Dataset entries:
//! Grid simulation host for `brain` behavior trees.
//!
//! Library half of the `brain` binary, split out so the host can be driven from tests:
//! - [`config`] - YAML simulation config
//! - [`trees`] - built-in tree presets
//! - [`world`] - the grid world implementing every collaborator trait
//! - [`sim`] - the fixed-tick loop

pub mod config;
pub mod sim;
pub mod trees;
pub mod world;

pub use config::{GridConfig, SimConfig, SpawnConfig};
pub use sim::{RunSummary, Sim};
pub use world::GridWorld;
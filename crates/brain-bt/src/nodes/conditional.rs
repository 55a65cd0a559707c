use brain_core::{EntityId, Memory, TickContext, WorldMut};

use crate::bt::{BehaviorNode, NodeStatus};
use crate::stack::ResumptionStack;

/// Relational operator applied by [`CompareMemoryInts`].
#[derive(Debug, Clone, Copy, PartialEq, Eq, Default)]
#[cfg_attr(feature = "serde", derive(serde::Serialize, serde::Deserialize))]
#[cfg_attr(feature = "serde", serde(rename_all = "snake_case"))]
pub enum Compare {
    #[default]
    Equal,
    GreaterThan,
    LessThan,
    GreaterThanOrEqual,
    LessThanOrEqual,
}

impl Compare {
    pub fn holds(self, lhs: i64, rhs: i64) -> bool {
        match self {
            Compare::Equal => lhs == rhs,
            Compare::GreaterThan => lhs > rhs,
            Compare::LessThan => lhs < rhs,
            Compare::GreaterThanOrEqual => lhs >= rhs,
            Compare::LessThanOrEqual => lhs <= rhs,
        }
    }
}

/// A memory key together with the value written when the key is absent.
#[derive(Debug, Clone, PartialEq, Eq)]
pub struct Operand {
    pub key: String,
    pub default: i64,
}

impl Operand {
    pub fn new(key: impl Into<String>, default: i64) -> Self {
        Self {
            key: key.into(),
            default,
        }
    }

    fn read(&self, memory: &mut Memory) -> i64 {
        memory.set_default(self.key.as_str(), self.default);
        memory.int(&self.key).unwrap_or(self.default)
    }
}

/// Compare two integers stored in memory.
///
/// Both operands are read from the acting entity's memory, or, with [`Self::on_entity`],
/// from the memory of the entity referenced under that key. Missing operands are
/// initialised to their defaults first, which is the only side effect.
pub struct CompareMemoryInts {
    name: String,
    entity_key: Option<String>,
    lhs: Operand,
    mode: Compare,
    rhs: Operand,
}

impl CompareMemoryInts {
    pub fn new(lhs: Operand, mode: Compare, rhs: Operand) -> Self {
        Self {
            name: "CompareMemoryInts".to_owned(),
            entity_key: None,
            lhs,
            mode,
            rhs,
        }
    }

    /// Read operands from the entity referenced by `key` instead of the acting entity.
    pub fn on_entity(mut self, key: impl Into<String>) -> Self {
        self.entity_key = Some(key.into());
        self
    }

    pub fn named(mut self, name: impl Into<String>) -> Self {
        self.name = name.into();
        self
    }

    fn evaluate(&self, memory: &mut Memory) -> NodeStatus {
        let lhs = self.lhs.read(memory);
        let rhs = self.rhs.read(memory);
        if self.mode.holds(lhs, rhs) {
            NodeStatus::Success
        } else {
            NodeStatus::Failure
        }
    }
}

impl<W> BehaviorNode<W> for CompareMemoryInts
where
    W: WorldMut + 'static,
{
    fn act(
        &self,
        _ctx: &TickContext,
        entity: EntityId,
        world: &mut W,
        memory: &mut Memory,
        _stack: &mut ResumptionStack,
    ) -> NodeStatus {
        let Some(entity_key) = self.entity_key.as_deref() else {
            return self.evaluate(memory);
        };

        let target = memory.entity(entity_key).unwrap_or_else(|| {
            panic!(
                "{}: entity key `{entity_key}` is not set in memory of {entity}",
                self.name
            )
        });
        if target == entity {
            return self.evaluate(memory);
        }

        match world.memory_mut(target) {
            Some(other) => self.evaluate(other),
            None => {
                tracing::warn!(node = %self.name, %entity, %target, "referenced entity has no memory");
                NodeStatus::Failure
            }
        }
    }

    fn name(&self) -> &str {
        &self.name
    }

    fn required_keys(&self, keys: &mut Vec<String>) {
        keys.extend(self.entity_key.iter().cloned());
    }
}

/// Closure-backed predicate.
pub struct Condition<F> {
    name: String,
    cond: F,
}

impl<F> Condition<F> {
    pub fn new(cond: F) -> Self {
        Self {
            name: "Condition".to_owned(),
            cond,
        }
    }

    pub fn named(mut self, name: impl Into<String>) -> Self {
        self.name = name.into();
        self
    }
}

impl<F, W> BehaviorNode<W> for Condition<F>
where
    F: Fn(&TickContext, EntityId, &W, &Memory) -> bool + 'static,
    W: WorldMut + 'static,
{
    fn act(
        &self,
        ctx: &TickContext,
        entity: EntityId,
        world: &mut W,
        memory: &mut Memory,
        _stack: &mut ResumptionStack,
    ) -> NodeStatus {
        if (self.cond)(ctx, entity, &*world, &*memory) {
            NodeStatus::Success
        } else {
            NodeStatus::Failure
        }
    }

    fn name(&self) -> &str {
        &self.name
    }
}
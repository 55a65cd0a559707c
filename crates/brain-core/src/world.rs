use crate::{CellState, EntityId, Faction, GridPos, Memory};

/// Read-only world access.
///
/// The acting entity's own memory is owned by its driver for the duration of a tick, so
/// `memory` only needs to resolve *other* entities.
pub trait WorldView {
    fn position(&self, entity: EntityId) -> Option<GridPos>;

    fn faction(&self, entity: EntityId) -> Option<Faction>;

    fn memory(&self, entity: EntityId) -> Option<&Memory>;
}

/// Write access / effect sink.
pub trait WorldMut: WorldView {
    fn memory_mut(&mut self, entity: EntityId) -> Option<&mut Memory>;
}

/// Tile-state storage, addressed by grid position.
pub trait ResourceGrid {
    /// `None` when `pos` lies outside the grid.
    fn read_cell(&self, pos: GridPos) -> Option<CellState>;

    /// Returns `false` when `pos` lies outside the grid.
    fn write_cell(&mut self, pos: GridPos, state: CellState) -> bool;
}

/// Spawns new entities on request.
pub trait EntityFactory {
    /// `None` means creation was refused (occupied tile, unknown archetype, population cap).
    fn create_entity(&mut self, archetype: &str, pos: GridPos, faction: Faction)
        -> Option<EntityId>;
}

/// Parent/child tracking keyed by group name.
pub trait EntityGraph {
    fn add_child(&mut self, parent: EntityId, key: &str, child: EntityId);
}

• [BRIEF]: Print the entries once more, identical in every line.

• [YOUR RESPONSE]:
//! Grid simulation host for `brain` behavior trees.
//!
//! Library half of the `brain` binary, split out so the host can be driven from tests:
//! - [`config`] - YAML simulation config
//! - [`trees`] - built-in tree presets
//! - [`world`] - the grid world implementing every collaborator trait
//! - [`sim`] - the fixed-tick loop

pub mod config;
pub mod sim;
pub mod trees;
pub mod world;

pub use config::{GridConfig, SimConfig, SpawnConfig};
pub use sim::{RunSummary, Sim};
pub use world::GridWorld;
filename crates/brain-bt/src/nodes/conditional.rs
repository 55a65cd0a559707c
use brain_core::{EntityId, Memory, TickContext, WorldMut};

use crate::bt::{BehaviorNode, NodeStatus};
use crate::stack::ResumptionStack;

/// Relational operator applied by [`CompareMemoryInts`].
#[derive(Debug, Clone, Copy, PartialEq, Eq, Default)]
#[cfg_attr(feature = "serde", derive(serde::Serialize, serde::Deserialize))]
#[cfg_attr(feature = "serde", serde(rename_all = "snake_case"))]
pub enum Compare {
    #[default]
    Equal,
    GreaterThan,
    LessThan,
    GreaterThanOrEqual,
    LessThanOrEqual,
}

impl Compare {
    pub fn holds(self, lhs: i64, rhs: i64) -> bool {
        match self {
            Compare::Equal => lhs == rhs,
            Compare::GreaterThan => lhs > rhs,
            Compare::LessThan => lhs < rhs,
            Compare::GreaterThanOrEqual => lhs >= rhs,
            Compare::LessThanOrEqual => lhs <= rhs,
        }
    }
}

/// A memory key together with the value written when the key is absent.
#[derive(Debug, Clone, PartialEq, Eq)]
pub struct Operand {
    pub key: String,
    pub default: i64,
}

impl Operand {
    pub fn new(key: impl Into<String>, default: i64) -> Self {
        Self {
            key: key.into(),
            default,
        }
    }

    fn read(&self, memory: &mut Memory) -> i64 {
        memory.set_default(self.key.as_str(), self.default);
        memory.int(&self.key).unwrap_or(self.default)
    }
}

/// Compare two integers stored in memory.
///
/// Both operands are read from the acting entity's memory, or, with [`Self::on_entity`],
/// from the memory of the entity referenced under that key. Missing operands are
/// initialised to their defaults first, which is the only side effect.
pub struct CompareMemoryInts {
    name: String,
    entity_key: Option<String>,
    lhs: Operand,
    mode: Compare,
    rhs: Operand,
}

impl CompareMemoryInts {
    pub fn new(lhs: Operand, mode: Compare, rhs: Operand) -> Self {
        Self {
            name: "CompareMemoryInts".to_owned(),
            entity_key: None,
            lhs,
            mode,
            rhs,
        }
    }

    /// Read operands from the entity referenced by `key` instead of the acting entity.
    pub fn on_entity(mut self, key: impl Into<String>) -> Self {
        self.entity_key = Some(key.into());
        self
    }

    pub fn named(mut self, name: impl Into<String>) -> Self {
        self.name = name.into();
        self
    }

    fn evaluate(&self, memory: &mut Memory) -> NodeStatus {
        let lhs = self.lhs.read(memory);
        let rhs = self.rhs.read(memory);
        if self.mode.holds(lhs, rhs) {
            NodeStatus::Success
        } else {
            NodeStatus::Failure
        }
    }
}

impl<W> BehaviorNode<W> for CompareMemoryInts
where
    W: WorldMut + 'static,
{
    fn act(
        &self,
        _ctx: &TickContext,
        entity: EntityId,
        world: &mut W,
        memory: &mut Memory,
        _stack: &mut ResumptionStack,
    ) -> NodeStatus {
        let Some(entity_key) = self.entity_key.as_deref() else {
            return self.evaluate(memory);
        };

        let target = memory.entity(entity_key).unwrap_or_else(|| {
            panic!(
                "{}: entity key `{entity_key}` is not set in memory of {entity}",
                self.name
            )
        });
        if target == entity {
            return self.evaluate(memory);
        }

        match world.memory_mut(target) {
            Some(other) => self.evaluate(other),
            None => {
                tracing::warn!(node = %self.name, %entity, %target, "referenced entity has no memory");
                NodeStatus::Failure
            }
        }
    }

    fn name(&self) -> &str {
        &self.name
    }

    fn required_keys(&self, keys: &mut Vec<String>) {
        keys.extend(self.entity_key.iter().cloned());
    }
}

/// Closure-backed predicate.
pub struct Condition<F> {
    name: String,
    cond: F,
}

impl<F> Condition<F> {
    pub fn new(cond: F) -> Self {
        Self {
            name: "Condition".to_owned(),
            cond,
        }
    }

    pub fn named(mut self, name: impl Into<String>) -> Self {
        self.name = name.into();
        self
    }
}

impl<F, W> BehaviorNode<W> for Condition<F>
where
    F: Fn(&TickContext, EntityId, &W, &Memory) -> bool + 'static,
    W: WorldMut + 'static,
{
    fn act(
        &self,
        ctx: &TickContext,
        entity: EntityId,
        world: &mut W,
        memory: &mut Memory,
        _stack: &mut ResumptionStack,
    ) -> NodeStatus {
        if (self.cond)(ctx, entity, &*world, &*memory) {
            NodeStatus::Success
        } else {
            NodeStatus::Failure
        }
    }

    fn name(&self) -> &str {
        &self.name
    }
}
repository 55a65cd0a559707c
filename crates/brain-core/src/world.rs
use crate::{CellState, EntityId, Faction, GridPos, Memory};

/// Read-only world access.
///
/// The acting entity's own memory is owned by its driver for the duration of a tick, so
/// `memory` only needs to resolve *other* entities.
pub trait WorldView {
    fn position(&self, entity: EntityId) -> Option<GridPos>;

    fn faction(&self, entity: EntityId) -> Option<Faction>;

    fn memory(&self, entity: EntityId) -> Option<&Memory>;
}

/// Write access / effect sink.
pub trait WorldMut: WorldView {
    fn memory_mut(&mut self, entity: EntityId) -> Option<&mut Memory>;
}

/// Tile-state storage, addressed by grid position.
pub trait ResourceGrid {
    /// `None` when `pos` lies outside the grid.
    fn read_cell(&self, pos: GridPos) -> Option<CellState>;

    /// Returns `false` when `pos` lies outside the grid.
    fn write_cell(&mut self, pos: GridPos, state: CellState) -> bool;
}

/// Spawns new entities on request.
pub trait EntityFactory {
    /// `None` means creation was refused (occupied tile, unknown archetype, population cap).
    fn create_entity(&mut self, archetype: &str, pos: GridPos, faction: Faction)
        -> Option<EntityId>;
}

/// Parent/child tracking keyed by group name.
pub trait EntityGraph {
    fn add_child(&mut self, parent: EntityId, key: &str, child: EntityId);
}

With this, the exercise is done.